DS has been successfully used as a quality control tool in pharmaceutical analysis for the
simultaneous determination of drugs in multi-component formulations. This technique,
accessible to most laboratories, offers an alternative means of enhancing the sensitivity and
specificity in mixture analysis. The procedure is simple, rapid and does not require any
preliminary separations or treatment of the samples.
During the last few decades, a great interest has been seen in the development of various
novel drug delivery systems. In many of these formulations, surfactants like polysorbates
(Tweens) and co-surfactants like propylene glycol and polyethylene glycol (PEG) are used.

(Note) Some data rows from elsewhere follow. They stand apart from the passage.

//! 模拟会话后端与流媒体客户端，供测试和演示使用

use std::collections::HashMap;
use std::sync::atomic::{AtomicBool, AtomicU32, AtomicU64, Ordering};
use std::sync::Arc;
use std::time::Duration;

use async_trait::async_trait;
use chrono::{DateTime, Utc};
use tokio::sync::Mutex;
use tracing::debug;
use uuid::Uuid;

use common::{
    ApiResponse, HeartbeatRequest, Result, SessionStartData, SessionStartRequest,
    SessionStopRequest, StatusCode, ViewerError,
};

use crate::client::{StreamingClient, StreamingClientFactory};
use crate::errors::ClientError;
use crate::session::SessionEndpoint;
use crate::tuning::StreamTuningProfile;

/// 服务端视角的会话记录
#[derive(Debug, Clone)]
pub struct MockServerSession {
    pub session_id: String,
    pub camera_id: String,
    pub started_at: DateTime<Utc>,
    pub stopped: bool,
}

/// In-memory session backend: issues ids, counts every call and supports
/// failure injection per operation.
pub struct MockSessionServer {
    sessions: Mutex<HashMap<String, MockServerSession>>,
    heartbeat_counts: Mutex<HashMap<String, u32>>,
    beacon_calls: AtomicU32,
    stop_calls: AtomicU32,
    fail_start: AtomicBool,
    fail_heartbeat: AtomicBool,
    fail_stop: AtomicBool,
    start_delay_ms: AtomicU64,
}

impl MockSessionServer {
    pub fn new() -> Self {
        Self {
            sessions: Mutex::new(HashMap::new()),
            heartbeat_counts: Mutex::new(HashMap::new()),
            beacon_calls: AtomicU32::new(0),
            stop_calls: AtomicU32::new(0),
            fail_start: AtomicBool::new(false),
            fail_heartbeat: AtomicBool::new(false),
            fail_stop: AtomicBool::new(false),
            start_delay_ms: AtomicU64::new(0),
        }
    }

    /// Hold every session-start response for `delay`, to exercise callers
    /// racing through the registration await point.
    pub fn set_start_delay(&self, delay: Duration) {
        self.start_delay_ms
            .store(delay.as_millis() as u64, Ordering::SeqCst);
    }

    pub fn set_fail_start(&self, fail: bool) {
        self.fail_start.store(fail, Ordering::SeqCst);
    }

    pub fn set_fail_heartbeat(&self, fail: bool) {
        self.fail_heartbeat.store(fail, Ordering::SeqCst);
    }

    pub fn set_fail_stop(&self, fail: bool) {
        self.fail_stop.store(fail, Ordering::SeqCst);
    }

    pub async fn session_count(&self) -> usize {
        self.sessions.lock().await.len()
    }

    pub async fn active_session_count(&self) -> usize {
        self.sessions
            .lock()
            .await
            .values()
            .filter(|s| !s.stopped)
            .count()
    }

    pub async fn heartbeats_for(&self, session_id: &str) -> u32 {
        self.heartbeat_counts
            .lock()
            .await
            .get(session_id)
            .copied()
            .unwrap_or(0)
    }

    pub async fn total_heartbeats(&self) -> u32 {
        self.heartbeat_counts.lock().await.values().sum()
    }

    pub fn stop_calls(&self) -> u32 {
        self.stop_calls.load(Ordering::SeqCst)
    }

    pub fn beacon_calls(&self) -> u32 {
        self.beacon_calls.load(Ordering::SeqCst)
    }

    // 以下为模拟的服务端处理逻辑，出入参对应平台 REST 接口的载荷

    async fn handle_start(&self, request: SessionStartRequest) -> ApiResponse<SessionStartData> {
        let delay_ms = self.start_delay_ms.load(Ordering::SeqCst);
        if delay_ms > 0 {
            tokio::time::sleep(Duration::from_millis(delay_ms)).await;
        }
        if self.fail_start.load(Ordering::SeqCst) {
            return ApiResponse::error("injected session-start failure");
        }

        let session_id = Uuid::new_v4().to_string();
        self.sessions.lock().await.insert(
            session_id.clone(),
            MockServerSession {
                session_id: session_id.clone(),
                camera_id: request.camera_id.clone(),
                started_at: Utc::now(),
                stopped: false,
            },
        );
        debug!(
            "Mock server issued session {} for camera {}",
            session_id, request.camera_id
        );
        ApiResponse::ok(SessionStartData { session_id })
    }

    async fn handle_heartbeat(&self, request: HeartbeatRequest) -> ApiResponse<()> {
        if self.fail_heartbeat.load(Ordering::SeqCst) {
            return ApiResponse::error("injected heartbeat failure");
        }
        if !self.sessions.lock().await.contains_key(&request.session_id) {
            return ApiResponse::error(format!("unknown session {}", request.session_id));
        }
        *self
            .heartbeat_counts
            .lock()
            .await
            .entry(request.session_id)
            .or_insert(0) += 1;
        ApiResponse::ok(())
    }

    async fn handle_stop(&self, request: SessionStopRequest) -> ApiResponse<()> {
        self.stop_calls.fetch_add(1, Ordering::SeqCst);
        if self.fail_stop.load(Ordering::SeqCst) {
            return ApiResponse::error("injected stop failure");
        }
        match self.sessions.lock().await.get_mut(&request.session_id) {
            Some(session) => {
                session.stopped = true;
                ApiResponse::ok(())
            }
            None => ApiResponse::error(format!("unknown session {}", request.session_id)),
        }
    }
}

impl Default for MockSessionServer {
    fn default() -> Self {
        Self::new()
    }
}

/// 把响应包装的失败分支映射为端点错误
fn unwrap_envelope<T>(response: ApiResponse<T>) -> Result<T> {
    if !response.success {
        return Err(ViewerError::Endpoint {
            code: StatusCode::InternalError as u16,
            message: response
                .message
                .unwrap_or_else(|| "unspecified server error".to_string()),
        });
    }
    response.data.ok_or_else(|| ViewerError::Endpoint {
        code: StatusCode::InternalError as u16,
        message: "response envelope carried no data".to_string(),
    })
}

#[async_trait]
impl SessionEndpoint for MockSessionServer {
    async fn start_session(&self, camera_id: &str) -> Result<String> {
        let response = self
            .handle_start(SessionStartRequest {
                camera_id: camera_id.to_string(),
            })
            .await;
        Ok(unwrap_envelope(response)?.session_id)
    }

    async fn send_heartbeat(&self, session_id: &str) -> Result<()> {
        let response = self
            .handle_heartbeat(HeartbeatRequest {
                session_id: session_id.to_string(),
            })
            .await;
        unwrap_envelope(response)
    }

    async fn stop_session(&self, session_id: &str) -> Result<()> {
        let response = self
            .handle_stop(SessionStopRequest {
                session_id: session_id.to_string(),
            })
            .await;
        unwrap_envelope(response)
    }

    async fn send_exit_beacon(&self, session_id: &str) {
        // 退出信标不返回结果，也不受 fail_stop 注入影响
        self.beacon_calls.fetch_add(1, Ordering::SeqCst);
        if let Some(session) = self.sessions.lock().await.get_mut(session_id) {
            session.stopped = true;
        }
    }
}

/// Scriptable streaming client recording every recovery operation.
pub struct MockStreamingClient {
    reload_calls: AtomicU32,
    repair_calls: AtomicU32,
    codec_swaps: AtomicU32,
    destroyed: AtomicBool,
    swapped: AtomicBool,
    fail_media_repair: AtomicBool,
    fail_repair_after_swap: AtomicBool,
    fail_codec_swap: AtomicBool,
}

impl MockStreamingClient {
    pub fn new() -> Self {
        Self {
            reload_calls: AtomicU32::new(0),
            repair_calls: AtomicU32::new(0),
            codec_swaps: AtomicU32::new(0),
            destroyed: AtomicBool::new(false),
            swapped: AtomicBool::new(false),
            fail_media_repair: AtomicBool::new(false),
            fail_repair_after_swap: AtomicBool::new(false),
            fail_codec_swap: AtomicBool::new(false),
        }
    }

    /// Make the in-place repair fail until a codec swap has happened.
    pub fn set_fail_media_repair(&self, fail: bool) {
        self.fail_media_repair.store(fail, Ordering::SeqCst);
    }

    /// Make the repair fail even after the codec swap.
    pub fn set_fail_repair_after_swap(&self, fail: bool) {
        self.fail_repair_after_swap.store(fail, Ordering::SeqCst);
    }

    pub fn set_fail_codec_swap(&self, fail: bool) {
        self.fail_codec_swap.store(fail, Ordering::SeqCst);
    }

    pub fn reload_calls(&self) -> u32 {
        self.reload_calls.load(Ordering::SeqCst)
    }

    pub fn repair_calls(&self) -> u32 {
        self.repair_calls.load(Ordering::SeqCst)
    }

    pub fn codec_swaps(&self) -> u32 {
        self.codec_swaps.load(Ordering::SeqCst)
    }

    pub fn is_destroyed(&self) -> bool {
        self.destroyed.load(Ordering::SeqCst)
    }
}

impl Default for MockStreamingClient {
    fn default() -> Self {
        Self::new()
    }
}

#[async_trait]
impl StreamingClient for MockStreamingClient {
    async fn start_load(&self) -> std::result::Result<(), ClientError> {
        if self.destroyed.load(Ordering::SeqCst) {
            return Err(ClientError::Destroyed);
        }
        self.reload_calls.fetch_add(1, Ordering::SeqCst);
        Ok(())
    }

    async fn recover_media_error(&self) -> std::result::Result<(), ClientError> {
        self.repair_calls.fetch_add(1, Ordering::SeqCst);
        let swapped = self.swapped.load(Ordering::SeqCst);
        let failing = if swapped {
            self.fail_repair_after_swap.load(Ordering::SeqCst)
        } else {
            self.fail_media_repair.load(Ordering::SeqCst)
        };
        if failing {
            return Err(ClientError::MediaRepairFailed {
                reason: "injected repair failure".to_string(),
            });
        }
        Ok(())
    }

    async fn swap_audio_codec(&self) -> std::result::Result<(), ClientError> {
        if self.fail_codec_swap.load(Ordering::SeqCst) {
            return Err(ClientError::CodecSwapFailed {
                reason: "injected swap failure".to_string(),
            });
        }
        self.codec_swaps.fetch_add(1, Ordering::SeqCst);
        self.swapped.store(true, Ordering::SeqCst);
        Ok(())
    }

    async fn destroy(&self) {
        self.destroyed.store(true, Ordering::SeqCst);
    }
}

/// Factory handing out one shared mock client and remembering the last
/// profile it was asked to build with.
pub struct MockStreamingClientFactory {
    client: Arc<MockStreamingClient>,
    last_profile: std::sync::Mutex<Option<StreamTuningProfile>>,
}

impl MockStreamingClientFactory {
    pub fn new() -> Self {
        Self {
            client: Arc::new(MockStreamingClient::new()),
            last_profile: std::sync::Mutex::new(None),
        }
    }

    pub fn client(&self) -> Arc<MockStreamingClient> {
        self.client.clone()
    }

    pub fn last_profile(&self) -> Option<StreamTuningProfile> {
        self.last_profile
            .lock()
            .expect("profile lock poisoned")
            .clone()
    }
}

impl Default for MockStreamingClientFactory {
    fn default() -> Self {
        Self::new()
    }
}

impl StreamingClientFactory for MockStreamingClientFactory {
    fn create(&self, profile: &StreamTuningProfile) -> Arc<dyn StreamingClient> {
        *self.last_profile.lock().expect("profile lock poisoned") = Some(profile.clone());
        self.client.clone()
    }
}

However, as those additives exhibit considerable absorbance at the wavelength of
maximum absorbance of diazepam UV-spectrometry method cannot be used to estimate
the drug accurately in their presence. In this sense, Dastidar and Sa present 1st DS as an
accurate, precise, and simple method in comparison to conventional UV-
spectrophotometry method for the estimation of diazepam in presence of Tween-20 and
propylene glycol.
Derivative Spectroscopic Method
15. Conclusions
UV-visible spectroscopy, a simple, rapid, precise and highly accurate method for
quantitative estimation is in great use now a day. Derivative spectrophotometry is an
analytical technique of great utility for extracting both qualitative and quantitative
information from spectra composed of unresolved bands by calculating and plotting one of
the mathematical derivatives of a spectral curve. Therefore the derivative spectra (first to
fourth-order) of the mixtures were checked to select a suitable spectrum to be used for the
simultaneous determination of the components.
Derivative techniques in spectroscopy often offer a powerful tool for a resolution
enhancement, when signal overlaps or interference exists. Several specific signals were
singled out for the components in the spectra of different derivative orders but the first-order
derivative spectra seemed to be generally the most suitable for analytical aim.
A derivative spectrum shows better resolution of overlapping bands than the fundamental
spectrum and may permit the accurate determination of the λmax of the individual bands.
Secondly, DS discriminates in favor of substances of narrow spectral bandwidth against
broad bandwidth substances. All the amplitudes in the derivative spectrum are proportional
to the concentration of the analyte provided that Beer's law is obeyed by the fundamental
spectrum.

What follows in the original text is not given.